DE TUMBAS Y LÁMPARAS DE ACEITE
El capitán intrépido (Abel Gance, 1943)
El último barón de Cigognac es, muy a su pesar, la encarnación del romántico: no se sabe si más enamorado o más hambriento. Cuando asistimos a lo que iba a ser su epílogo, al fin convencido por su fiel criado, el barón accede a subir, con aire parsimonioso y ceremonial, los peldaños de la cripta familiar de su ruinoso castillo. De entre la humareda emerge su quijotesca figura, aún no es hora de morir. La tormenta arrecia en el exterior, los violines, los murciélagos y los juegos de sombras invitan a la cámara a permanecer a una prudencial distancia, solemnidad aprovechada para mirar desde los huecos de la escalera, morada de telarañas, agazapada detrás de siniestras columnas. De repente, el conjunto pierde su sentido dramático. El barón (Fernand Gravey) se muestra presto a encarar su destino al notar una llamada en el portón de entrada. Pudo haber sido el diablo, pero es un actor. El barón será, en su nueva vida, un comediante [...]
[Albel Gance], un director para el que no parece que fuese a haber nunca una siguiente película y hasta una próxima escena. Un cineasta que componía sin perspectiva de obra, de carrera o de tiempo. Inimitable y sin descendencia, amado por quienes lo conocieron y trabajaron con él y por los que tuvieron el privilegio de verlo en acción.

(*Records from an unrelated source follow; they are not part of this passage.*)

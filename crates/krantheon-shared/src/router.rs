//! Deterministic router - maps free text to a command kind and parameters.
//!
//! Rules are evaluated in a fixed priority order and the first match wins.
//! Callers depend on that order, not on a best-match score: "investigate
//! 8.8.8.8 risk score" is an IP investigation because that rule runs first.

use crate::command::{CommandKind, RoutedCommand};
use crate::text::{is_space, SPACE_CLASS};
use regex::{Captures, Regex};
use std::collections::BTreeMap;
use std::sync::LazyLock;
use tracing::debug;

/// IP used when a risk score request names no address
pub const DEFAULT_RISK_IP: &str = "1.1.1.1";

/// Severity used when an alert request names none
pub const DEFAULT_SEVERITY: &str = "critical";

type Extractor = fn(&Captures<'_>) -> BTreeMap<String, String>;

/// One entry of the priority-ordered pattern table
struct Rule {
    kind: CommandKind,
    confidence: f64,
    pattern: Regex,
    extract: Extractor,
}

/// Compile a rule pattern. `\s` also covers the information separators.
fn pattern(source: &str) -> Regex {
    Regex::new(&source.replace(r"\s", SPACE_CLASS)).unwrap()
}

/// Priority-ordered rules. Octets are not range checked.
static RULES: LazyLock<Vec<Rule>> = LazyLock::new(|| {
    vec![
        Rule {
            kind: CommandKind::InvestigateIp,
            confidence: 0.95,
            pattern: pattern(
                r"(?:investigate|check|analyze|look\s+up)\s+(?:ip\s+)?(?P<ip>\d{1,3}\.\d{1,3}\.\d{1,3}\.\d{1,3})",
            ),
            extract: |caps| single("ip", caps.name("ip").map_or("", |m| m.as_str())),
        },
        Rule {
            kind: CommandKind::ShowAlerts,
            confidence: 0.9,
            pattern: pattern(
                r"(?:show|display|list|get)\s+(?P<severity>critical|high|medium|low|all)?\s*(alerts|notifications)",
            ),
            extract: |caps| {
                single(
                    "severity",
                    caps.name("severity").map_or(DEFAULT_SEVERITY, |m| m.as_str()),
                )
            },
        },
        // The IP group is optional: any "score " matches and falls back to the default IP
        Rule {
            kind: CommandKind::RiskScore,
            confidence: 0.9,
            pattern: pattern(
                r"(?:risk\s+score|score)\s+(?:for\s+)?(?P<ip>\d{1,3}\.\d{1,3}\.\d{1,3}\.\d{1,3})?",
            ),
            extract: |caps| single("ip", caps.name("ip").map_or(DEFAULT_RISK_IP, |m| m.as_str())),
        },
        Rule {
            kind: CommandKind::ComplianceReport,
            confidence: 0.9,
            pattern: pattern(r"(compliance|audit)\s+(report|status|check)"),
            extract: |_| BTreeMap::new(),
        },
    ]
});

fn single(key: &str, value: &str) -> BTreeMap<String, String> {
    BTreeMap::from([(key.to_string(), value.to_string())])
}

/// Lower-cased, trimmed form the rules are matched against
pub fn normalize(text: &str) -> String {
    text.trim_matches(is_space).to_lowercase()
}

/// Route text to a command. Never fails: unmatched text is `Unknown`.
pub fn route(text: &str) -> RoutedCommand {
    let normalized = normalize(text);

    for rule in RULES.iter() {
        if let Some(caps) = rule.pattern.captures(&normalized) {
            let routed = RoutedCommand {
                kind: rule.kind,
                confidence: rule.confidence,
                parameters: (rule.extract)(&caps),
                raw_text: text.to_string(),
            };
            debug!(
                "Router: kind={}, confidence={}, params={:?}",
                routed.kind, routed.confidence, routed.parameters
            );
            return routed;
        }
    }

    debug!("Router: no rule matched, kind=unknown");
    RoutedCommand::unknown(text)
}

/// Classify only, discarding parameters
pub fn classify(text: &str) -> CommandKind {
    route(text).kind
}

Por en apariencia ser una más de las versiones, y no la más famosa, de la obra de Théophile Gautier, es grato volver sobre El capitán intrépido porque plantea una serie de cuestiones sugerentes. Una de ellas es el paralelismo con el inminente ascenso de Jean Cocteau con La bella y la bestia (La belle et la bête, 1946) y El águila de dos cabezas (L’aigle à deux têtes, 1948). Relación que puede ser útil para distinguir su ya por entonces desusada métrica. Gance es, al igual que muchos narradores que venían del cine mudo, preciso en extremo y mesurado en el ritmo narrativo entre escenas, pero un relámpago entre planos. Vertiginoso en su interior, sin detenerse en los hallazgos de puesta en escena conquistados, derrocha su genio a cada paso sin escatimar recursos, sin preocuparse por construir, por preparar el terreno, por señalar lo extraordinario como Cocteau. En sus manos, la economía narrativa no existe y hasta las transiciones quedan enaltecidas.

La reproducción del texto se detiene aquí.